Stored data

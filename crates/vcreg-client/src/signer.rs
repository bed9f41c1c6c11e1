//! # Wallet Signer Capability
//!
//! The external signer: pairs with a wallet to obtain the caller
//! identity, and signs-and-submits constructed operations. The client
//! never holds key material — signing is entirely delegated, and a
//! rejection by the wallet's user is an ordinary failure mode, not an
//! exceptional one.
//!
//! [`HttpWalletSigner`] speaks to a wallet relay over HTTP. The trait
//! methods are synchronous; the HTTP implementation blocks on the
//! ambient Tokio runtime, so async callers should wrap calls in
//! `tokio::task::spawn_blocking`.

use std::time::Duration;

use vcreg_core::{AccountAddress, OperationHash};

use crate::calls::OperationPayload;

/// Errors from the signer capability.
#[derive(Debug, thiserror::Error)]
pub enum SignerError {
    /// The wallet's user declined pairing or the operation.
    #[error("rejected by signer: {reason}")]
    Rejected {
        /// Wallet-reported reason, verbatim.
        reason: String,
    },

    /// The wallet is paired against a different network than the session
    /// targets.
    #[error("network mismatch: session targets {requested}, signer is on {actual}")]
    NetworkMismatch {
        /// Network the session was configured for.
        requested: String,
        /// Network the wallet reported.
        actual: String,
    },

    /// The wallet relay is unreachable or returned a malformed response.
    #[error("signer unavailable: {reason}")]
    Unavailable {
        /// Transport-level cause, verbatim.
        reason: String,
    },
}

/// Capability trait for the external wallet signer.
///
/// Implementations must be `Send + Sync` so a handle can be captured by
/// concurrent in-flight calls behind an `Arc`.
pub trait Signer: Send + Sync {
    /// Run the pairing flow against `network` and return the paired
    /// account. Re-invocation re-runs pairing; implementations must not
    /// dedup.
    fn pair(&self, network: &str) -> Result<AccountAddress, SignerError>;

    /// Sign the operation and inject it into the network, returning the
    /// operation hash. Must not retry internally: a second injection of
    /// a signed operation is a second operation.
    fn sign_and_submit(&self, payload: &OperationPayload) -> Result<OperationHash, SignerError>;
}

/// Configuration for the wallet-relay HTTP signer.
#[derive(Debug, Clone)]
pub struct WalletSignerConfig {
    /// Base URL of the wallet relay.
    pub base_url: String,
    /// Application name announced during pairing.
    pub app_name: String,
    /// Request timeout in seconds (default: 30). Pairing waits on a
    /// human; keep this generous.
    pub timeout_secs: u64,
}

impl WalletSignerConfig {
    /// Create a new configuration with default timeout.
    pub fn new(base_url: impl Into<String>, app_name: impl Into<String>) -> Self {
        Self {
            base_url: base_url.into(),
            app_name: app_name.into(),
            timeout_secs: 30,
        }
    }
}

/// HTTP client for a wallet relay implementing pairing and
/// sign-and-submit.
#[derive(Debug)]
pub struct HttpWalletSigner {
    client: reqwest::Client,
    base_url: String,
    app_name: String,
}

#[derive(serde::Deserialize)]
struct PairResponse {
    address: AccountAddress,
    #[serde(default)]
    network: Option<String>,
}

#[derive(serde::Deserialize)]
struct SubmitResponse {
    hash: String,
}

impl HttpWalletSigner {
    /// Create a new wallet signer from configuration.
    pub fn new(config: WalletSignerConfig) -> Result<Self, SignerError> {
        let client = reqwest::Client::builder()
            .timeout(Duration::from_secs(config.timeout_secs))
            .build()
            .map_err(|e| SignerError::Unavailable {
                reason: format!("failed to build HTTP client: {e}"),
            })?;
        let base_url = config.base_url.trim_end_matches('/').to_string();
        Ok(Self {
            client,
            base_url,
            app_name: config.app_name,
        })
    }

    fn runtime(&self) -> Result<tokio::runtime::Handle, SignerError> {
        tokio::runtime::Handle::try_current().map_err(|_| SignerError::Unavailable {
            reason: "no async runtime available for HTTP request".into(),
        })
    }
}

impl Signer for HttpWalletSigner {
    fn pair(&self, network: &str) -> Result<AccountAddress, SignerError> {
        let rt = self.runtime()?;
        let url = format!("{}/pair", self.base_url);
        let body = serde_json::json!({
            "app_name": self.app_name,
            "network": network,
        });

        rt.block_on(async {
            let resp = self
                .client
                .post(&url)
                .json(&body)
                .send()
                .await
                .map_err(|e| SignerError::Unavailable {
                    reason: format!("pair: {e}"),
                })?;

            if resp.status().is_client_error() {
                let status = resp.status();
                let text = resp.text().await.unwrap_or_default();
                return Err(SignerError::Rejected {
                    reason: format!("HTTP {status}: {text}"),
                });
            }
            if !resp.status().is_success() {
                return Err(SignerError::Unavailable {
                    reason: format!("pair: HTTP {}", resp.status()),
                });
            }

            let paired: PairResponse =
                resp.json().await.map_err(|e| SignerError::Unavailable {
                    reason: format!("pair: response deserialization failed: {e}"),
                })?;

            if let Some(actual) = paired.network {
                if actual != network {
                    return Err(SignerError::NetworkMismatch {
                        requested: network.to_string(),
                        actual,
                    });
                }
            }

            tracing::info!(address = %paired.address, network, "wallet paired");
            Ok(paired.address)
        })
    }

    fn sign_and_submit(&self, payload: &OperationPayload) -> Result<OperationHash, SignerError> {
        let rt = self.runtime()?;
        let url = format!("{}/operations", self.base_url);

        rt.block_on(async {
            let resp = self
                .client
                .post(&url)
                .json(payload)
                .send()
                .await
                .map_err(|e| SignerError::Unavailable {
                    reason: format!("sign_and_submit: {e}"),
                })?;

            if resp.status().is_client_error() {
                let status = resp.status();
                let text = resp.text().await.unwrap_or_default();
                return Err(SignerError::Rejected {
                    reason: format!("HTTP {status}: {text}"),
                });
            }
            if !resp.status().is_success() {
                return Err(SignerError::Unavailable {
                    reason: format!("sign_and_submit: HTTP {}", resp.status()),
                });
            }

            let submitted: SubmitResponse =
                resp.json().await.map_err(|e| SignerError::Unavailable {
                    reason: format!("sign_and_submit: response deserialization failed: {e}"),
                })?;

            Ok(OperationHash::new(submitted.hash))
        })
    }
}
//! # View Projections
//!
//! The read-only records returned by the registry contract's views,
//! mirrored one-to-one. The client does not reshape view results beyond
//! deserializing them — all entity state is owned by the ledger, and
//! these are transient last-read projections for display, never an
//! authoritative cache.

use serde::{Deserialize, Serialize};

use crate::identity::AccountAddress;
use crate::status::StatusCode;

/// Projection of a registered schema, as returned by the `get_schema`
/// view.
#[derive(Debug, Clone, PartialEq, Eq, Serialize, Deserialize)]
pub struct SchemaProjection {
    /// The opaque schema payload as registered.
    pub schema_data: String,
    /// Current status code.
    pub status: StatusCode,
    /// Registry-side label for the status, when the code is in the
    /// registry's status table.
    #[serde(default, skip_serializing_if = "Option::is_none")]
    pub status_label: Option<String>,
}

/// Projection of a registered issuer, as returned by the `get_issuer`
/// view.
#[derive(Debug, Clone, PartialEq, Eq, Serialize, Deserialize)]
pub struct IssuerProjection {
    /// The opaque issuer payload as registered.
    pub issuer_data: String,
    /// The account that currently owns the issuer record. Mutable via
    /// `set_issuer_owner`, independently of status.
    pub owner: AccountAddress,
    /// Current status code.
    pub status: StatusCode,
    /// Registry-side label for the status, when known.
    #[serde(default, skip_serializing_if = "Option::is_none")]
    pub status_label: Option<String>,
}

/// Result of the `verify_binding` view — the single source of truth for
/// "is this issuer currently authorized for this schema".
///
/// The registry computes `authorized` from the live status of both the
/// issuer and the binding; the client must never reconstruct it from
/// separate `get_issuer` calls and binding-existence checks.
#[derive(Debug, Clone, PartialEq, Eq, Serialize, Deserialize)]
pub struct BindingVerification {
    /// Whether the issuer is currently authorized for the schema.
    pub authorized: bool,
    /// The issuer's status at verification time, when the registry
    /// reports it.
    #[serde(default, skip_serializing_if = "Option::is_none")]
    pub issuer_status: Option<StatusCode>,
    /// The binding's status at verification time, when the registry
    /// reports it.
    #[serde(default, skip_serializing_if = "Option::is_none")]
    pub binding_status: Option<StatusCode>,
}

#[cfg(test)]
mod tests {
    use super::*;

    #[test]
    fn schema_projection_deserializes_view_record() {
        let json = serde_json::json!({
            "schema_data": "hello",
            "status": 1,
            "status_label": "active"
        });
        let projection: SchemaProjection = serde_json::from_value(json).unwrap();
        assert_eq!(projection.schema_data, "hello");
        assert_eq!(projection.status, StatusCode::ACTIVE);
        assert_eq!(projection.status_label.as_deref(), Some("active"));
    }

    #[test]
    fn status_label_is_optional() {
        let json = serde_json::json!({ "schema_data": "x", "status": 17 });
        let projection: SchemaProjection = serde_json::from_value(json).unwrap();
        assert_eq!(projection.status, StatusCode::new(17));
        assert!(projection.status_label.is_none());
    }

    #[test]
    fn issuer_projection_deserializes_view_record() {
        let json = serde_json::json!({
            "issuer_data": "Example University",
            "owner": "tz1WM1wDM4mdtD3qMiELJSgbB14ZryyHNu7P",
            "status": 2,
            "status_label": "deprecated"
        });
        let projection: IssuerProjection = serde_json::from_value(json).unwrap();
        assert_eq!(projection.status, StatusCode::DEPRECATED);
        assert_eq!(
            projection.owner.as_str(),
            "tz1WM1wDM4mdtD3qMiELJSgbB14ZryyHNu7P"
        );
    }

    #[test]
    fn binding_verification_minimal_record() {
        let json = serde_json::json!({ "authorized": false });
        let v: BindingVerification = serde_json::from_value(json).unwrap();
        assert!(!v.authorized);
        assert!(v.issuer_status.is_none());
        assert!(v.binding_status.is_none());
    }
}
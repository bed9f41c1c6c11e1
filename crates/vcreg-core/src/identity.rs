//! # Identity Newtypes
//!
//! Domain-primitive newtypes for every identifier the registry client
//! handles. Each identifier is a distinct type, so a call site cannot
//! confuse an issuer DID with an account address or a schema id with a
//! status code.
//!
//! ## Validation
//!
//! String-based identifiers validate shape at construction time and route
//! `Deserialize` through their constructor, so invalid values are rejected
//! at the wire boundary rather than silently accepted. [`SchemaId`] is a
//! plain integer and always valid by construction — the registry assigns
//! it, the client never chooses it.

use serde::{Deserialize, Serialize};

use crate::error::ValidationError;

/// Helper macro to implement `Deserialize` for string newtypes that must
/// validate their contents. Deserializes as a plain `String`, then routes
/// through the type's `new()` constructor so that invalid values are
/// rejected at deserialization time — not silently accepted.
macro_rules! impl_validating_deserialize {
    ($ty:ident) => {
        impl<'de> Deserialize<'de> for $ty {
            fn deserialize<D>(deserializer: D) -> Result<Self, D::Error>
            where
                D: serde::Deserializer<'de>,
            {
                let raw = String::deserialize(deserializer)?;
                Self::new(raw).map_err(serde::de::Error::custom)
            }
        }
    };
}

/// A schema identifier, assigned by the registry when the schema is
/// created. Never chosen by the caller: the value is extracted from the
/// confirmed creation operation's result payload.
#[derive(Debug, Clone, Copy, PartialEq, Eq, Hash, PartialOrd, Ord, Serialize, Deserialize)]
#[serde(transparent)]
pub struct SchemaId(u64);

impl SchemaId {
    /// Wrap a registry-assigned schema id.
    pub fn new(id: u64) -> Self {
        Self(id)
    }

    /// The raw integer value.
    pub fn value(&self) -> u64 {
        self.0
    }
}

impl From<u64> for SchemaId {
    fn from(id: u64) -> Self {
        Self(id)
    }
}

impl std::fmt::Display for SchemaId {
    fn fmt(&self, f: &mut std::fmt::Formatter<'_>) -> std::fmt::Result {
        write!(f, "{}", self.0)
    }
}

/// A decentralized identifier naming an issuer. Caller-chosen and unique
/// within the registry.
///
/// The registry itself places no structural requirement on the DID beyond
/// its string encoding, so construction only rejects the empty string;
/// encodability is checked by the pipeline's validation gate, which knows
/// which argument the value was passed as.
#[derive(Debug, Clone, PartialEq, Eq, Hash, Serialize)]
#[serde(transparent)]
pub struct IssuerDid(String);

impl IssuerDid {
    /// Create an issuer DID. Fails on the empty string.
    pub fn new(did: impl Into<String>) -> Result<Self, ValidationError> {
        let did = did.into();
        if did.is_empty() {
            return Err(ValidationError::Empty { what: "issuer DID" });
        }
        Ok(Self(did))
    }

    /// The DID as a string slice.
    pub fn as_str(&self) -> &str {
        &self.0
    }
}

impl_validating_deserialize!(IssuerDid);

impl std::fmt::Display for IssuerDid {
    fn fmt(&self, f: &mut std::fmt::Formatter<'_>) -> std::fmt::Result {
        write!(f, "{}", self.0)
    }
}

impl std::str::FromStr for IssuerDid {
    type Err = ValidationError;

    fn from_str(s: &str) -> Result<Self, Self::Err> {
        Self::new(s)
    }
}

/// A ledger account identifier — the owner address attached to issuers
/// and the caller identity obtained from signer pairing.
///
/// Implicit accounts carry a `tz` prefix (`tz1`/`tz2`/`tz3`) and are 36
/// characters of base58; only the prefix and charset are checked here.
#[derive(Debug, Clone, PartialEq, Eq, Hash, Serialize)]
#[serde(transparent)]
pub struct AccountAddress(String);

impl AccountAddress {
    /// Create an account address, checking prefix and charset.
    pub fn new(address: impl Into<String>) -> Result<Self, ValidationError> {
        let address = address.into();
        validate_base58_with_prefix(&address, "account address", &["tz1", "tz2", "tz3"])?;
        Ok(Self(address))
    }

    /// The address as a string slice.
    pub fn as_str(&self) -> &str {
        &self.0
    }
}

impl_validating_deserialize!(AccountAddress);

impl std::fmt::Display for AccountAddress {
    fn fmt(&self, f: &mut std::fmt::Formatter<'_>) -> std::fmt::Result {
        write!(f, "{}", self.0)
    }
}

impl std::str::FromStr for AccountAddress {
    type Err = ValidationError;

    fn from_str(s: &str) -> Result<Self, Self::Err> {
        Self::new(s)
    }
}

/// The address of an originated contract — here, the registry contract
/// the client targets. Carries a `KT1` prefix.
#[derive(Debug, Clone, PartialEq, Eq, Hash, Serialize)]
#[serde(transparent)]
pub struct ContractAddress(String);

impl ContractAddress {
    /// Create a contract address, checking prefix and charset.
    pub fn new(address: impl Into<String>) -> Result<Self, ValidationError> {
        let address = address.into();
        validate_base58_with_prefix(&address, "contract address", &["KT1"])?;
        Ok(Self(address))
    }

    /// The address as a string slice.
    pub fn as_str(&self) -> &str {
        &self.0
    }
}

impl_validating_deserialize!(ContractAddress);

impl std::fmt::Display for ContractAddress {
    fn fmt(&self, f: &mut std::fmt::Formatter<'_>) -> std::fmt::Result {
        write!(f, "{}", self.0)
    }
}

impl std::str::FromStr for ContractAddress {
    type Err = ValidationError;

    fn from_str(s: &str) -> Result<Self, Self::Err> {
        Self::new(s)
    }
}

/// The hash identifying a submitted operation. Opaque to the client; it
/// is returned by the signer on submission and echoed in receipts.
#[derive(Debug, Clone, PartialEq, Eq, Hash, Serialize, Deserialize)]
#[serde(transparent)]
pub struct OperationHash(String);

impl OperationHash {
    /// Wrap an operation hash as reported by the signer or node.
    pub fn new(hash: impl Into<String>) -> Self {
        Self(hash.into())
    }

    /// The hash as a string slice.
    pub fn as_str(&self) -> &str {
        &self.0
    }
}

impl std::fmt::Display for OperationHash {
    fn fmt(&self, f: &mut std::fmt::Formatter<'_>) -> std::fmt::Result {
        write!(f, "{}", self.0)
    }
}

/// Check a base58check-style address: known prefix, expected length,
/// base58 charset (no `0`, `O`, `I`, `l`).
fn validate_base58_with_prefix(
    value: &str,
    what: &'static str,
    prefixes: &[&str],
) -> Result<(), ValidationError> {
    if value.is_empty() {
        return Err(ValidationError::Empty { what });
    }
    if !prefixes.iter().any(|p| value.starts_with(p)) {
        return Err(ValidationError::Malformed {
            what,
            reason: format!("expected prefix one of {prefixes:?}"),
        });
    }
    if value.len() != 36 {
        return Err(ValidationError::Malformed {
            what,
            reason: format!("expected 36 characters, got {}", value.len()),
        });
    }
    if let Some(bad) = value
        .chars()
        .find(|c| !c.is_ascii_alphanumeric() || matches!(c, '0' | 'O' | 'I' | 'l'))
    {
        return Err(ValidationError::Malformed {
            what,
            reason: format!("invalid base58 character {bad:?}"),
        });
    }
    Ok(())
}

#[cfg(test)]
mod tests {
    use super::*;

    const TZ1: &str = "tz1WM1wDM4mdtD3qMiELJSgbB14ZryyHNu7P";
    const KT1: &str = "KT1KDKY8fQS8Hg8nP1cdsPqntfdmx1F8zpbL";

    #[test]
    fn schema_id_roundtrips_value() {
        let id = SchemaId::new(42);
        assert_eq!(id.value(), 42);
        assert_eq!(format!("{id}"), "42");
        assert_eq!(SchemaId::from(42), id);
    }

    #[test]
    fn issuer_did_accepts_any_nonempty_string() {
        let did = IssuerDid::new("did:example:1").unwrap();
        assert_eq!(did.as_str(), "did:example:1");
        // Non-ASCII is allowed at construction; the encoding gate rejects
        // it at submission time with the field name attached.
        assert!(IssuerDid::new("did:ex:héllo").is_ok());
    }

    #[test]
    fn issuer_did_rejects_empty() {
        assert_eq!(
            IssuerDid::new(""),
            Err(ValidationError::Empty { what: "issuer DID" })
        );
    }

    #[test]
    fn account_address_accepts_tz_prefixes() {
        assert!(AccountAddress::new(TZ1).is_ok());
    }

    #[test]
    fn account_address_rejects_contract_prefix() {
        assert!(AccountAddress::new(KT1).is_err());
    }

    #[test]
    fn contract_address_accepts_kt1() {
        let addr = ContractAddress::new(KT1).unwrap();
        assert_eq!(addr.as_str(), KT1);
    }

    #[test]
    fn contract_address_rejects_wrong_length() {
        assert!(ContractAddress::new("KT1short").is_err());
    }

    #[test]
    fn addresses_reject_non_base58_characters() {
        // 'O' is not in the base58 alphabet.
        let bad = format!("tz1{}", "O".repeat(33));
        assert!(AccountAddress::new(bad).is_err());
    }

    #[test]
    fn deserialize_rejects_malformed_address() {
        let result: Result<AccountAddress, _> = serde_json::from_str("\"not-an-address\"");
        assert!(result.is_err());
    }

    #[test]
    fn deserialize_accepts_valid_address() {
        let json = format!("\"{TZ1}\"");
        let addr: AccountAddress = serde_json::from_str(&json).unwrap();
        assert_eq!(addr.as_str(), TZ1);
    }

    #[test]
    fn operation_hash_is_opaque() {
        let hash = OperationHash::new("oo6JPEAy8VuMRGaFuMmLNFFGdJgiaKfnmT1CpHJfKP3Ye5ZahiP");
        assert!(hash.as_str().starts_with("oo"));
    }
}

WORK ITEM:
Read through the entries and copy each line in which "external" appears.

RESULT BELOW:
//! The external signer: pairs with a wallet to obtain the caller
/// Capability trait for the external wallet signer.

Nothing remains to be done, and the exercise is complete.